§ Task goal
In the entries below, every line that contains "Result" must be located and copied.

§ Data supplied
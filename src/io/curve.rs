//! Read/write sequence JSON files.
//!
//! Sequence JSON is the "portable" representation of a generated sequence:
//! - the spec it was generated from (n, start, end, pinned first step)
//! - the generated values
//! - run metadata (tool name, generation date)
//!
//! The schema is defined by `domain::SequenceFile`.

use std::fs::File;
use std::path::Path;

use chrono::Utc;

use crate::domain::{CurveSpec, SequenceFile};
use crate::error::AppError;

/// Build a [`SequenceFile`] stamped with today's date.
pub fn sequence_file(spec: &CurveSpec, values: Vec<f64>) -> SequenceFile {
    SequenceFile {
        tool: "steps".to_string(),
        generated: Utc::now().date_naive(),
        spec: *spec,
        values,
    }
}

/// Write a sequence JSON file.
pub fn write_sequence_json(path: &Path, file: &SequenceFile) -> Result<(), AppError> {
    let out = File::create(path).map_err(|e| {
        AppError::new(
            2,
            format!("Failed to create sequence JSON '{}': {e}", path.display()),
        )
    })?;

    serde_json::to_writer_pretty(out, file)
        .map_err(|e| AppError::new(2, format!("Failed to write sequence JSON: {e}")))?;

    Ok(())
}

/// Read a sequence JSON file.
pub fn read_sequence_json(path: &Path) -> Result<SequenceFile, AppError> {
    let file = File::open(path).map_err(|e| {
        AppError::new(
            2,
            format!("Failed to open sequence JSON '{}': {e}", path.display()),
        )
    })?;
    let sequence: SequenceFile = serde_json::from_reader(file)
        .map_err(|e| AppError::new(2, format!("Invalid sequence JSON: {e}")))?;
    Ok(sequence)
}

#[cfg(test)]
mod tests {
    use super::*;
    use chrono::NaiveDate;

    #[test]
    fn sequence_json_round_trip() {
        let dir = tempfile::tempdir().unwrap();
        let path = dir.path().join("seq.json");

        let file = SequenceFile {
            tool: "steps".to_string(),
            generated: NaiveDate::from_ymd_opt(2026, 8, 30).unwrap(),
            spec: CurveSpec {
                n: 10,
                start: 0.0,
                end: 0.7,
                first_delta: Some(0.05),
            },
            values: crate::solve::solve_sequence(&CurveSpec {
                n: 10,
                start: 0.0,
                end: 0.7,
                first_delta: Some(0.05),
            })
            .unwrap(),
        };

        write_sequence_json(&path, &file).unwrap();
        let loaded = read_sequence_json(&path).unwrap();

        assert_eq!(loaded.tool, file.tool);
        assert_eq!(loaded.generated, file.generated);
        assert_eq!(loaded.spec, file.spec);
        assert_eq!(loaded.values, file.values);
    }

    #[test]
    fn missing_file_reports_path() {
        let err = read_sequence_json(Path::new("/nonexistent/seq.json")).unwrap_err();
        assert!(err.to_string().contains("/nonexistent/seq.json"));
    }
}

§ Output for this task
pub fn write_sequence_json(path: &Path, file: &SequenceFile) -> Result<(), AppError> {
pub fn read_sequence_json(path: &Path) -> Result<SequenceFile, AppError> {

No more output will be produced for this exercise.